Use a CNN to recognize sounds
This notebook contains all the code you need to use an existing (pre-trained) OpenSoundscape convolutional neural network model (CNN) to make predictions on your own data - for instance, to detect the song or call of an animal the CNN has been trained to recognize. It asssumes that you already have access to a CNN that has been trained to recognize the sound of interest.
To find publicly available pre-trained CNNs, check out the Bioacoustics Model Zoo.
If you are interested in training your own CNN, see the other tutorials at opensoundscape.org related to model training.
Before running this tutorial, install OpenSoundscape by following the instructions on the OpenSoundscape website, opensoundscape.org. More detailed tutorials about data preprocessing, training CNNs, and customizing prediction methods can also be found on this site.
Run this tutorial
This tutorial is more than a reference! It’s a Jupyter Notebook which you can run and modify on Google Colab or your own computer.
Link to tutorial |
How to run tutorial |
---|---|
The link opens the tutorial in Google Colab. Uncomment the “installation” line in the first cell to install OpenSoundscape. |
|
The link downloads the tutorial file to your computer. Follow the Jupyter installation instructions, then open the tutorial file in Jupyter. |
[1]:
# if this is a Google Colab notebook, install opensoundscape in the runtime environment
if 'google.colab' in str(get_ipython()):
%pip install opensoundscape
package imports
The cnn
module provides a function load_model
to load saved opensoundscape models
[2]:
from opensoundscape.ml.cnn import load_model
from opensoundscape import Audio
import opensoundscape
/Users/SML161/opensoundscape/opensoundscape/ml/cnn.py:18: TqdmExperimentalWarning: Using `tqdm.autonotebook.tqdm` in notebook mode. Use `tqdm.tqdm` instead to force console mode (e.g. in jupyter console)

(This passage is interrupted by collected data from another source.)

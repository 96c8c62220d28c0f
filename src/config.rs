use anyhow::{bail, Context, Result};
use serde::Deserialize;
use std::path::{Path, PathBuf};

#[derive(Debug, Deserialize, Default)]
pub struct AppConfig {
    pub trello: Option<TrelloConfig>,
    #[serde(default)]
    pub boards: Vec<BoardConfig>,
}

#[derive(Debug, Clone, Deserialize)]
pub struct TrelloConfig {
    pub api_key: String,
    pub token: String,
    pub base_url: Option<String>,
}

#[derive(Debug, Clone, PartialEq, Eq, Deserialize)]
pub struct BoardConfig {
    pub id: String,
    pub name: String,
}

const DEFAULT_BOARD_NAME: &str = "Orderstatus";

pub fn data_dir() -> PathBuf {
    dirs::home_dir()
        .unwrap_or_else(|| PathBuf::from("."))
        .join(".orderstatus")
}

fn config_path() -> PathBuf {
    data_dir().join("config.toml")
}

pub fn log_path() -> PathBuf {
    data_dir().join("orderstatus.log")
}

/// Load `~/.orderstatus/config.toml` and apply environment overrides.
pub fn load_config() -> Result<AppConfig> {
    let config = load_config_from(&config_path())?;
    Ok(apply_env(config, |name| std::env::var(name).ok()))
}

pub fn load_config_from(path: &Path) -> Result<AppConfig> {
    if !path.exists() {
        return Ok(AppConfig::default());
    }
    let contents = std::fs::read_to_string(path)
        .with_context(|| format!("Failed to read config from {}", path.display()))?;
    let config: AppConfig =
        toml::from_str(&contents).with_context(|| "Failed to parse config.toml")?;
    Ok(config)
}

/// `TRELLO_API_KEY`, `TRELLO_TOKEN` and `TRELLO_BASE_URL` replace the file
/// values; `TRELLO_BOARD_ID` adds a board unless it is already configured.
pub fn apply_env(mut config: AppConfig, var: impl Fn(&str) -> Option<String>) -> AppConfig {
    let key = var("TRELLO_API_KEY");
    let token = var("TRELLO_TOKEN");
    let base_url = var("TRELLO_BASE_URL");

    match config.trello.as_mut() {
        Some(trello) => {
            if let Some(key) = key {
                trello.api_key = key;
            }
            if let Some(token) = token {
                trello.token = token;
            }
            if base_url.is_some() {
                trello.base_url = base_url;
            }
        }
        None => {
            if let (Some(api_key), Some(token)) = (key, token) {
                config.trello = Some(TrelloConfig {
                    api_key,
                    token,
                    base_url,
                });
            }
        }
    }

    if let Some(board_id) = var("TRELLO_BOARD_ID").filter(|id| !id.is_empty()) {
        if !config.boards.iter().any(|b| b.id == board_id) {
            config.boards.push(BoardConfig {
                id: board_id,
                name: DEFAULT_BOARD_NAME.to_string(),
            });
        }
    }

    config
}

impl AppConfig {
    pub fn require_trello(&self) -> Result<&TrelloConfig> {
        match &self.trello {
            Some(cfg) if !cfg.api_key.is_empty() && !cfg.token.is_empty() => Ok(cfg),
            _ => bail!(
                "No Trello credentials configured. Add [trello] api_key and token to {} or set TRELLO_API_KEY and TRELLO_TOKEN",
                config_path().display()
            ),
        }
    }

    /// Position of a board by id or (case-insensitive) name.
    pub fn board_index(&self, needle: &str) -> Option<usize> {
        self.boards
            .iter()
            .position(|b| b.id == needle || b.name.eq_ignore_ascii_case(needle))
    }
}

#[cfg(test)]
mod tests {
    use super::*;
    use std::collections::HashMap;

    fn env(pairs: &[(&str, &str)]) -> impl Fn(&str) -> Option<String> {
        let map: HashMap<String, String> = pairs
            .iter()
            .map(|(k, v)| (k.to_string(), v.to_string()))
            .collect();
        move |name| map.get(name).cloned()
    }

    #[test]
    fn missing_file_yields_defaults() {
        let dir = tempfile::tempdir().unwrap();
        let config = load_config_from(&dir.path().join("config.toml")).unwrap();
        assert!(config.trello.is_none());
        assert!(config.boards.is_empty());
    }

    #[test]
    fn parses_trello_and_boards() {
        let dir = tempfile::tempdir().unwrap();
        let path = dir.path().join("config.toml");
        std::fs::write(
            &path,
            r#"
[trello]
api_key = "abc"
token = "def"

[[boards]]
id = "b1"
name = "Ordrar"

[[boards]]
id = "b2"
name = "Service"
"#,
        )
        .unwrap();

        let config = load_config_from(&path).unwrap();
        let trello = config.require_trello().unwrap();
        assert_eq!(trello.api_key, "abc");
        assert_eq!(trello.base_url, None);
        assert_eq!(config.boards.len(), 2);
        assert_eq!(config.board_index("service"), Some(1));
        assert_eq!(config.board_index("b1"), Some(0));
        assert_eq!(config.board_index("lager"), None);
    }

    #[test]
    fn invalid_toml_is_an_error() {
        let dir = tempfile::tempdir().unwrap();
        let path = dir.path().join("config.toml");
        std::fs::write(&path, "[trello\napi_key=").unwrap();
        let err = load_config_from(&path).unwrap_err();
        assert!(err.to_string().contains("parse"));
    }

    #[test]
    fn env_supplies_credentials_and_board() {
        let config = apply_env(
            AppConfig::default(),
            env(&[
                ("TRELLO_API_KEY", "k"),
                ("TRELLO_TOKEN", "t"),
                ("TRELLO_BOARD_ID", "b9"),
            ]),
        );
        let trello = config.require_trello().unwrap();
        assert_eq!(trello.api_key, "k");
        assert_eq!(trello.token, "t");
        assert_eq!(
            config.boards,
            vec![BoardConfig {
                id: "b9".into(),
                name: "Orderstatus".into()
            }]
        );
    }

    #[test]
    fn env_overrides_file_values_without_duplicating_boards() {
        let config = AppConfig {
            trello: Some(TrelloConfig {
                api_key: "file-key".into(),
                token: "file-token".into(),
                base_url: None,
            }),
            boards: vec![BoardConfig {
                id: "b1".into(),
                name: "Ordrar".into(),
            }],
        };
        let config = apply_env(
            config,
            env(&[
                ("TRELLO_TOKEN", "env-token"),
                ("TRELLO_BASE_URL", "http://localhost:9"),
                ("TRELLO_BOARD_ID", "b1"),
            ]),
        );
        let trello = config.require_trello().unwrap();
        assert_eq!(trello.api_key, "file-key");
        assert_eq!(trello.token, "env-token");
        assert_eq!(trello.base_url.as_deref(), Some("http://localhost:9"));
        assert_eq!(config.boards.len(), 1);
    }

    #[test]
    fn only_key_without_token_is_not_enough() {
        let config = apply_env(AppConfig::default(), env(&[("TRELLO_API_KEY", "k")]));
        assert!(config.require_trello().is_err());
    }
}
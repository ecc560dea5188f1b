//! URL construction for the Random User API.

use crate::models::ApiConfig;
use url::Url;

/// Number of users requested per call.
pub const RESULT_COUNT: u32 = 20;

/// Fields the API is asked to include in each result.
const INCLUDED_FIELDS: &[&str] = &["name", "picture", "email"];

/// Build the `inc` parameter value (comma separated, left unescaped).
fn build_inc_param() -> String {
    INCLUDED_FIELDS.join(",")
}

/// Build the users URL: the configured base with the fixed query.
///
/// Any query present on the base URL is replaced.
pub fn build_users_url(config: &ApiConfig) -> Url {
    let mut url = config.base_url.clone();
    url.set_query(Some(&format!(
        "results={RESULT_COUNT}&inc={}",
        build_inc_param()
    )));
    url
}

from tqdm.autonotebook import tqdm
load some additional packages and perform some setup for the Jupyter notebook.
[3]:
# Other utilities and packages
import torch
from pathlib import Path
import numpy as np
import pandas as pd
from glob import glob
import subprocess
[4]:
#set up plotting
from matplotlib import pyplot as plt
plt.rcParams['figure.figsize']=[15,5] #for large visuals
%config InlineBackend.figure_format = 'retina'
Load a model
Models can be loaded either from a local file (load_model(file_path)
) or directly from the Bioacoustics Model Zoo like this:
[5]:
import torch
# list available models from the model zoo
torch.hub.list('kitzeslab/bioacoustics-model-zoo')
Using cache found in /Users/SML161/.cache/torch/hub/kitzeslab_bioacoustics-model-zoo_main
[5]:
['BirdNET', 'Perch', 'SeparationModel', 'YAMNet', 'rana_sierrae_cnn']
[6]:
# load a model that recognizes the calls of Rana sierrae (Sierra Nevada yellow-legged frog)
model = torch.hub.load('kitzeslab/bioacoustics-model-zoo','rana_sierrae_cnn')
Using cache found in /Users/SML161/.cache/torch/hub/kitzeslab_bioacoustics-model-zoo_main
Save model to file
If you wish to save the model to a local file, simply use .save()
:
[7]:
model.save('rana_sierrae_cnn.model')
Load a CNN from a local file
loading a CNN from a local file using the opensoundscape.cnn.load_model
function:
[8]:
model = load_model('./rana_sierrae_cnn.model')
Choose audio files for prediction
Create a list of audio files to predict on. They can be of any length. Consider using glob
to find many files at once.
For this example, let’s download a 1-minute audio clip:
[9]:
url = 'https://tinyurl.com/birds60s'
Audio.from_url(url).save('./1min.wav')
use glob to create a list of all files matching a pattern in a folder:
[10]:
from glob import glob
audio_files = glob('./*.wav') #match all .wav files in the current directory
audio_files
[10]:
['./1min.wav']
generate predictions with the model
The model returns a dataframe with a MultiIndex of file, start_time, and end_time. There is one column for each class.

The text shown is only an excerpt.